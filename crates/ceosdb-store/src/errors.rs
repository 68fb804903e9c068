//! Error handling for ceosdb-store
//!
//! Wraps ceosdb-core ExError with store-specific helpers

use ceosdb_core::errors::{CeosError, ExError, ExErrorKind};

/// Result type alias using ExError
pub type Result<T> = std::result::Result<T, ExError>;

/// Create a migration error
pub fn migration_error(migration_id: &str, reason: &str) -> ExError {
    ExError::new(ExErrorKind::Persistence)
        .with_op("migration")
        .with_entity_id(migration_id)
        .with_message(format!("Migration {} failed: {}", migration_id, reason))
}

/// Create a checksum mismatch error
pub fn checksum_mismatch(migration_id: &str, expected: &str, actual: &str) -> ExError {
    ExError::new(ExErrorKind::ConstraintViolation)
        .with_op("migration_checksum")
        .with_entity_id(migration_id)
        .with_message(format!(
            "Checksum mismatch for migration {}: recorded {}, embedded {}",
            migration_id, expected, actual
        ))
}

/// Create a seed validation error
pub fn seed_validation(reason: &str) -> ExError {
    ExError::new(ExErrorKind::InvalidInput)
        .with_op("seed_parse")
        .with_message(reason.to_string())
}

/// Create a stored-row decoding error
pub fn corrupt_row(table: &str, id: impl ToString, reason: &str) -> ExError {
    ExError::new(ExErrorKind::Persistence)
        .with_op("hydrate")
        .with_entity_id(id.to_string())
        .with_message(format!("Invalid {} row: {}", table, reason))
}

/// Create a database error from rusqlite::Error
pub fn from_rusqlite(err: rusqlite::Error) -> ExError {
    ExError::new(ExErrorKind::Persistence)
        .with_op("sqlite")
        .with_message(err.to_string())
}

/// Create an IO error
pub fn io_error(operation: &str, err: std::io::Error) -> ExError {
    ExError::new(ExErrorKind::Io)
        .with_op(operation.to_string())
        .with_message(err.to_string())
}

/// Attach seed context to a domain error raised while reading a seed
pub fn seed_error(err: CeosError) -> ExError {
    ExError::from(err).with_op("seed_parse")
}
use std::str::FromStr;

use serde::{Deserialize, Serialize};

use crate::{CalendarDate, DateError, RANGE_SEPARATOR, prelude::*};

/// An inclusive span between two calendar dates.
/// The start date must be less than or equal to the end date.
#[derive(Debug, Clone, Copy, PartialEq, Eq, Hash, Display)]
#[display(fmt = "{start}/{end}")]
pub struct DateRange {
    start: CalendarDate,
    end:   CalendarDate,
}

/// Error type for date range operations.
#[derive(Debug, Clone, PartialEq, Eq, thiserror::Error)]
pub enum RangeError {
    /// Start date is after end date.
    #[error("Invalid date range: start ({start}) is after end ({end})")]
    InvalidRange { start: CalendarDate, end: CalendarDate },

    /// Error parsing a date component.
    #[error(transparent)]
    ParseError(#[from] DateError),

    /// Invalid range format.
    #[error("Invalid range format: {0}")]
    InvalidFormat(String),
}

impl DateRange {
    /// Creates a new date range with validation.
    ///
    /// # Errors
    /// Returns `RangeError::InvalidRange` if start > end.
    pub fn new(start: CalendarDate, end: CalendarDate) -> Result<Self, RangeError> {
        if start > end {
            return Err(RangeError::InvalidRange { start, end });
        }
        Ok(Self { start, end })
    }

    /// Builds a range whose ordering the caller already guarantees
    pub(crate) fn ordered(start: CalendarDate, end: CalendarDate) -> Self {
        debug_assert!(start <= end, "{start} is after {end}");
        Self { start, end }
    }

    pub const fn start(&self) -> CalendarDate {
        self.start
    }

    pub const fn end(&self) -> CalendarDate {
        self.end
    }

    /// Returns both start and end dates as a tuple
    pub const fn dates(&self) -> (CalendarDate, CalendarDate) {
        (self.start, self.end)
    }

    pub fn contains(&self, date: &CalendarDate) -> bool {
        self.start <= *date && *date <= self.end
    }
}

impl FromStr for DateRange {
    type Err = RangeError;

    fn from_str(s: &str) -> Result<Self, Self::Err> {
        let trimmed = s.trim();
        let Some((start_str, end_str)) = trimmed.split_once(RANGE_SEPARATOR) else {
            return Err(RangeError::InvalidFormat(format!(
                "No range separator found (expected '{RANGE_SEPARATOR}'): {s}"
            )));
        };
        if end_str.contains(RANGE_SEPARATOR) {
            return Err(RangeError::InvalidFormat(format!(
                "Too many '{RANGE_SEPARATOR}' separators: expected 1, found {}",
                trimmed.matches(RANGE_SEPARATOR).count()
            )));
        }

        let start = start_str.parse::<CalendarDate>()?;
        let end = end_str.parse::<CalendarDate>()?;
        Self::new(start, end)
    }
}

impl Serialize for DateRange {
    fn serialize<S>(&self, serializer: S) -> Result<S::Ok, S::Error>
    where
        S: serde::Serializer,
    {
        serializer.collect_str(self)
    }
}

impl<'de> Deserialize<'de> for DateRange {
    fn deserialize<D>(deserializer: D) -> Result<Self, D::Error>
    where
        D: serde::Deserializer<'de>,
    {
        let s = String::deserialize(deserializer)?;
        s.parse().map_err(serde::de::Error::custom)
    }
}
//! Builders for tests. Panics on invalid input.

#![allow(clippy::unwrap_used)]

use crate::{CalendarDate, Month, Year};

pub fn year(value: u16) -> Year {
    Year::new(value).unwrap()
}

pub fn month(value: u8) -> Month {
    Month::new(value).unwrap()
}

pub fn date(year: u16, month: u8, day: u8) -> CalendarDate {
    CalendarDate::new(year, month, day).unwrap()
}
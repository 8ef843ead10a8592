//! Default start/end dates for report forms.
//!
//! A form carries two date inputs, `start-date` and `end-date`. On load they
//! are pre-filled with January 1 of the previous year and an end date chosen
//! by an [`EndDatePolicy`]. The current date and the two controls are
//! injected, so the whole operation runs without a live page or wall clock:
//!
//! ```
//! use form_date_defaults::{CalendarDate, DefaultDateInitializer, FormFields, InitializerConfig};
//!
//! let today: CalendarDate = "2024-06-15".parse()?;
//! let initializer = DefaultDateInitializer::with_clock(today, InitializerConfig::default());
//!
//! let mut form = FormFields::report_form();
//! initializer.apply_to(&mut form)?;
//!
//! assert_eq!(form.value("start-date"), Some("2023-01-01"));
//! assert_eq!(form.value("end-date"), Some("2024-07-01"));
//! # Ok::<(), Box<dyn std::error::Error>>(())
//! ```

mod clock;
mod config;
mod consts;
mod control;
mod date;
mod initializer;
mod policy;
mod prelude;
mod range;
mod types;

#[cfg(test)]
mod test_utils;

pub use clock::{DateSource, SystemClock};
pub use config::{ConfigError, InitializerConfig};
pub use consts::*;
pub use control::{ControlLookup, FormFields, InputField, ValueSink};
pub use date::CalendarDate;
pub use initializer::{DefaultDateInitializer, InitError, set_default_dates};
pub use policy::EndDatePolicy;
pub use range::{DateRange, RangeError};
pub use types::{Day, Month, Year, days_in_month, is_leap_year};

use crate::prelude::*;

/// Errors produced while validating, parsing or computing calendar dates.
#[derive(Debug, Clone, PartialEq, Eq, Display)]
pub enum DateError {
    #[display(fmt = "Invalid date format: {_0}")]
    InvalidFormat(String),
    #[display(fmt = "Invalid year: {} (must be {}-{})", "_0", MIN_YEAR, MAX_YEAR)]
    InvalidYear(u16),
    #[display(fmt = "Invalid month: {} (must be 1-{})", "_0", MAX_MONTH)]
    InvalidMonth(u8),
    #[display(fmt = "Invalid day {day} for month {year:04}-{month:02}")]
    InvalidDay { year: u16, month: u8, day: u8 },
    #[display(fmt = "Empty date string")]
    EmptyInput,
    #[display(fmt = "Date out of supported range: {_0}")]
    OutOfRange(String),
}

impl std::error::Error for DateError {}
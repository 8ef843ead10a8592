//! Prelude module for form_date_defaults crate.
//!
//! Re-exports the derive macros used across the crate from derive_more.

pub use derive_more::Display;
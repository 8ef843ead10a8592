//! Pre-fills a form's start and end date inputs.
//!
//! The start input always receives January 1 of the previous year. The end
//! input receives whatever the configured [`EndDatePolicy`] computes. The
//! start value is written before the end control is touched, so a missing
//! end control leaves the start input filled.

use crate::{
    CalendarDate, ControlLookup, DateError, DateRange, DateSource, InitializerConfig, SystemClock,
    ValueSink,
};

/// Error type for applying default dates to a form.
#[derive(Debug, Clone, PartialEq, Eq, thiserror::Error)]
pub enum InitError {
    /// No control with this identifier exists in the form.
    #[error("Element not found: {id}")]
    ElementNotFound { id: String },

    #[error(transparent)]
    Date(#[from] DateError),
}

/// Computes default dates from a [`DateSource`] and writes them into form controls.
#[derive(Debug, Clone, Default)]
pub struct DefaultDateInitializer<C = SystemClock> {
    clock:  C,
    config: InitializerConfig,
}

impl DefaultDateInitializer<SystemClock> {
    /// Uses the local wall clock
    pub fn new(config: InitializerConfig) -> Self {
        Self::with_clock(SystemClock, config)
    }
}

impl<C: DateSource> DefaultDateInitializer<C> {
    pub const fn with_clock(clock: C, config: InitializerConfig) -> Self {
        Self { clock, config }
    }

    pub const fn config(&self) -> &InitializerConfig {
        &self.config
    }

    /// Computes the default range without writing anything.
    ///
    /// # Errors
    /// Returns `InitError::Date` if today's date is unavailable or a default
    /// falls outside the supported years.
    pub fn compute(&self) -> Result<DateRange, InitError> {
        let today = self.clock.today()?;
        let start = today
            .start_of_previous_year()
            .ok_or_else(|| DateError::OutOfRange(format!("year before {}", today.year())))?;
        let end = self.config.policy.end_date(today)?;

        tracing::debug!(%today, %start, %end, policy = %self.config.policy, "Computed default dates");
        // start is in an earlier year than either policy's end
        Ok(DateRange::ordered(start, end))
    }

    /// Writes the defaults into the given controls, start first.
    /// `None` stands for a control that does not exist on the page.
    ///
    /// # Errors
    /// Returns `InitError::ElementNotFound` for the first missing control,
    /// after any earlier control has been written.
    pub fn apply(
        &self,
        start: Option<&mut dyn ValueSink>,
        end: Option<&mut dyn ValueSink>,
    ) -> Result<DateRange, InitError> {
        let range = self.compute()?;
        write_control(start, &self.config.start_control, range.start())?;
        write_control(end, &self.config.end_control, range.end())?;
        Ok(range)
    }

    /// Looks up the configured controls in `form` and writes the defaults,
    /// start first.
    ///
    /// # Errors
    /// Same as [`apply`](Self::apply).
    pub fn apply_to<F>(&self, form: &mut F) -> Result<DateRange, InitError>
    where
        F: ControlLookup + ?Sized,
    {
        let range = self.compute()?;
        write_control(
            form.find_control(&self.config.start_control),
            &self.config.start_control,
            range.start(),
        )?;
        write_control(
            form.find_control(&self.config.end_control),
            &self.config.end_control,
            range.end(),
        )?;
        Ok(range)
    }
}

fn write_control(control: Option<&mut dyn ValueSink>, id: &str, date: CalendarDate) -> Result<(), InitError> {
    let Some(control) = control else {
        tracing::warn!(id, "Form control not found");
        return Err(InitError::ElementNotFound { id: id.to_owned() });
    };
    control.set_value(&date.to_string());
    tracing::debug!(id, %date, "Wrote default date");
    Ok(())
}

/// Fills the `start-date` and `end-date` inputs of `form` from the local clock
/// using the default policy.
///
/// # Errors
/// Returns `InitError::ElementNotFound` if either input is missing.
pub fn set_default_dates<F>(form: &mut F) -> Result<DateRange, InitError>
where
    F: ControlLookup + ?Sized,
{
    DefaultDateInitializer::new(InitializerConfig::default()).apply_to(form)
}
________________
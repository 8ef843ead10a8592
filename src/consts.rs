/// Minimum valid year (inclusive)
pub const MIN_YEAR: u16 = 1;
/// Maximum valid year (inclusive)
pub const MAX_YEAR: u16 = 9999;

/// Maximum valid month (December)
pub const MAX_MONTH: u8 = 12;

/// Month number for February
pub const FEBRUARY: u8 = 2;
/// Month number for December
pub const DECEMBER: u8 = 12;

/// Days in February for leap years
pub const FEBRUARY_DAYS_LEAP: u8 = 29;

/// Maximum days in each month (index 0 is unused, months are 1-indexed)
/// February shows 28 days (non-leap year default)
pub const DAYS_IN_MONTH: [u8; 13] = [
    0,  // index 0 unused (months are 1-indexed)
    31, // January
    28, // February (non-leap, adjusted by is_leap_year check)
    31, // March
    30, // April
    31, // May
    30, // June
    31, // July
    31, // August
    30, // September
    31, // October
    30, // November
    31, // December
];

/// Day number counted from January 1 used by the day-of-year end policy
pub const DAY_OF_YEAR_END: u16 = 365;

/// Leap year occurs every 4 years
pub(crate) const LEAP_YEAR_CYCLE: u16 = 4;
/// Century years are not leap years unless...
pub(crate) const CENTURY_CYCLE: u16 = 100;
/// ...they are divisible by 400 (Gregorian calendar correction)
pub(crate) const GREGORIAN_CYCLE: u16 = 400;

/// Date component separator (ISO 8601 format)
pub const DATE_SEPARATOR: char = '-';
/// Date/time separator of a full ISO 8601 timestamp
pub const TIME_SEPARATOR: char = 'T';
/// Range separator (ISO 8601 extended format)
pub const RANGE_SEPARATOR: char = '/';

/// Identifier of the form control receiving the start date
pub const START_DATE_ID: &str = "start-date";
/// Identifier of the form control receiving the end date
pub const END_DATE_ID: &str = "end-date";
________________
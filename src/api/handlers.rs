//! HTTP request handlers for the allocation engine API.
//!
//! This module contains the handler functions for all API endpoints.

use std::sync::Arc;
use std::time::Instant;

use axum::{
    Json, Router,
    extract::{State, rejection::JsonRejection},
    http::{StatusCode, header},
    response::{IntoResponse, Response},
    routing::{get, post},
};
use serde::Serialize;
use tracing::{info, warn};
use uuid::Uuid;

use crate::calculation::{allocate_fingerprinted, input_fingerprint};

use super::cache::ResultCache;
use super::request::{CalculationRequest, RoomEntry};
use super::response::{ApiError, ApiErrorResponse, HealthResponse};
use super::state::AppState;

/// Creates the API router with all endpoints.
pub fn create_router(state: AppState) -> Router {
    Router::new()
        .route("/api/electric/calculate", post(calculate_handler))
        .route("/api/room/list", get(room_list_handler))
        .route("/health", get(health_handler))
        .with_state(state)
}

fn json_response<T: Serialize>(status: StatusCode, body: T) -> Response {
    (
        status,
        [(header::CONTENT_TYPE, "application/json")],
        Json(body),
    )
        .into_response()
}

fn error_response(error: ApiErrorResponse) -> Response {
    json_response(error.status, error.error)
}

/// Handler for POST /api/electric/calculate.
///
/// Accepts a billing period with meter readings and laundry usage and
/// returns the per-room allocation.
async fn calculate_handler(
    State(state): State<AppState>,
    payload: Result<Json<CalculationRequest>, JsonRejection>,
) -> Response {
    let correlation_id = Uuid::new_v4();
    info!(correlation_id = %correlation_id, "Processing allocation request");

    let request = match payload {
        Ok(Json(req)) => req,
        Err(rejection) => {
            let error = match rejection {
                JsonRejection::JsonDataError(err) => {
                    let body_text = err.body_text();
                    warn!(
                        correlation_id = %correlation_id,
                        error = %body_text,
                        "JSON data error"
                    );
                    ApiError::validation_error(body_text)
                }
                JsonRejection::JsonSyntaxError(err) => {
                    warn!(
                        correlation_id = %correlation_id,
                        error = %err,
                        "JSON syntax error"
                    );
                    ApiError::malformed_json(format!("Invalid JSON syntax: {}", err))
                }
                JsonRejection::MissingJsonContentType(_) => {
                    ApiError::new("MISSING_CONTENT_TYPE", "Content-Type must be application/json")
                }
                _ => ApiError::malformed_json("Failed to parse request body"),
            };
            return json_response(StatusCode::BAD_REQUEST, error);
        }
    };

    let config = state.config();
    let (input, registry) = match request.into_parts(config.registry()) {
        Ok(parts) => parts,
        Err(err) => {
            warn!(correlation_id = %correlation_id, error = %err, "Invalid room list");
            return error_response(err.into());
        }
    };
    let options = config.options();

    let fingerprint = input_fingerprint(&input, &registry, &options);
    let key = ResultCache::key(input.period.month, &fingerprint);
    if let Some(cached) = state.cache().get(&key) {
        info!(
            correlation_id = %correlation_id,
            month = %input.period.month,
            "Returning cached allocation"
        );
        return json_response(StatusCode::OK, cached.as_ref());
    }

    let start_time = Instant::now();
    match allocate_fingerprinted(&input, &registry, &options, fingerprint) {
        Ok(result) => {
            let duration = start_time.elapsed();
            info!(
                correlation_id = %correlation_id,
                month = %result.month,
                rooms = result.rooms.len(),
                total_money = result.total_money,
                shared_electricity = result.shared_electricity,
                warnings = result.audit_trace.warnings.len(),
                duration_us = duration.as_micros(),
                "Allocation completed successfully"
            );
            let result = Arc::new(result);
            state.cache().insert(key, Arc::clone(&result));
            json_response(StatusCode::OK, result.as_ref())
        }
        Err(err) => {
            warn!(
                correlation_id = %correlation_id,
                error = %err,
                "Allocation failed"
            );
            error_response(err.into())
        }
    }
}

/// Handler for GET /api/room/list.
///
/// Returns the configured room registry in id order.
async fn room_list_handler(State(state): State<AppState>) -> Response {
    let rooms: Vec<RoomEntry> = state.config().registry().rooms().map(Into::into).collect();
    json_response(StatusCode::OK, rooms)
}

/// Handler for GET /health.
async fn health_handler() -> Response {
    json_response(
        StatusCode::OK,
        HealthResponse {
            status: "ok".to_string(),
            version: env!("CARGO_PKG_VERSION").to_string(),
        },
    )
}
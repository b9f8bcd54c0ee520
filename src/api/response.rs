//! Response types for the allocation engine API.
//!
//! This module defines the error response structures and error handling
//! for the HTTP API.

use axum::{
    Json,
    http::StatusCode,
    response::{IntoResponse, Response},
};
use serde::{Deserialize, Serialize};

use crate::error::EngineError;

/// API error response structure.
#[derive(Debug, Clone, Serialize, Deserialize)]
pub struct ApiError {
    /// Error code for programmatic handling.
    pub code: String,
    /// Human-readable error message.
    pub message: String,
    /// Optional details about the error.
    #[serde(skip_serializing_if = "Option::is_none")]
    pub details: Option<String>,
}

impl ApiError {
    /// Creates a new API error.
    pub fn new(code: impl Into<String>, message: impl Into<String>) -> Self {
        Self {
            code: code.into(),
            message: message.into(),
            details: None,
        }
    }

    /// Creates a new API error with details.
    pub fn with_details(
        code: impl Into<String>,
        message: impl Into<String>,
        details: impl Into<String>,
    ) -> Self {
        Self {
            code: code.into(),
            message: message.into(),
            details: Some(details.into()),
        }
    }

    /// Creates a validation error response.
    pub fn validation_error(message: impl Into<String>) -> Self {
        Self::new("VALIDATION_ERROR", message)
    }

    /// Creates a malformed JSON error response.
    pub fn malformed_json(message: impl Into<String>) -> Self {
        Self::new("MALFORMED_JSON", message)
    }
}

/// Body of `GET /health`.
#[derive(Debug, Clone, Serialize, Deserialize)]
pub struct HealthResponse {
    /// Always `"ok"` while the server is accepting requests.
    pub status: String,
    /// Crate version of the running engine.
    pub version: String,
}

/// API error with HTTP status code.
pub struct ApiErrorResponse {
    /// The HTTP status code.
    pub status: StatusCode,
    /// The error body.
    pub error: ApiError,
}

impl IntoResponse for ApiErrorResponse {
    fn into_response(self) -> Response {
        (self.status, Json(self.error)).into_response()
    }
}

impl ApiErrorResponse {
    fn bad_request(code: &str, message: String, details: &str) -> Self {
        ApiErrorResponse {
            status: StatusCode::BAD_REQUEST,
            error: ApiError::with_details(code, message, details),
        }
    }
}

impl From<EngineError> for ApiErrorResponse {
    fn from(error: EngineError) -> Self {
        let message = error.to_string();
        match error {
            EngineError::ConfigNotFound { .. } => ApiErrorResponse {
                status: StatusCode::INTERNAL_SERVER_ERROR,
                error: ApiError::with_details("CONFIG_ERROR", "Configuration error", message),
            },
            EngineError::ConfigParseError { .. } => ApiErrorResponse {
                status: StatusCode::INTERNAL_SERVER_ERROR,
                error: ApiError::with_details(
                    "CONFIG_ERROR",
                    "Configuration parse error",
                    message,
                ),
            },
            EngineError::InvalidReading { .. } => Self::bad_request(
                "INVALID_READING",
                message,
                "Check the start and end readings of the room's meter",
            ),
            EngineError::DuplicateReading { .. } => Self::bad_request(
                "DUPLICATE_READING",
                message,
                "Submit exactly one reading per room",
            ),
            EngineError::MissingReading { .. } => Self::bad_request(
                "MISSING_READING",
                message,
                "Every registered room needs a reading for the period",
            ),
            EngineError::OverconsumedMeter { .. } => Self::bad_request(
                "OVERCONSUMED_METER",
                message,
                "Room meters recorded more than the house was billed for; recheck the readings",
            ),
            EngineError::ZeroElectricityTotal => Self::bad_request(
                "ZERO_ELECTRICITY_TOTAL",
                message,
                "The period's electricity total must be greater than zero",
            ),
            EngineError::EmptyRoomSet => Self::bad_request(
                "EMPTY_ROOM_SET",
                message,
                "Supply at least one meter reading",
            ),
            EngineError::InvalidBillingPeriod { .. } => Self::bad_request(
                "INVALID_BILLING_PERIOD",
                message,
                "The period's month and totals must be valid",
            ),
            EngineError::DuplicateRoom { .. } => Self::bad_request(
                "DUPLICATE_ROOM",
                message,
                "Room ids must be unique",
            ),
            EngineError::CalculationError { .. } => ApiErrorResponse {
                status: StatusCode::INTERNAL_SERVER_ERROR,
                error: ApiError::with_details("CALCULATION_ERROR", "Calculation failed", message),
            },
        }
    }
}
________________
__PROBLEM DETAILS__. After reading through the material, report every line that holds "types".

__RESULT__.
mod types;
pub use types::{Day, Month, Year, days_in_month, is_leap_year};
//! Response types for the allocation engine API.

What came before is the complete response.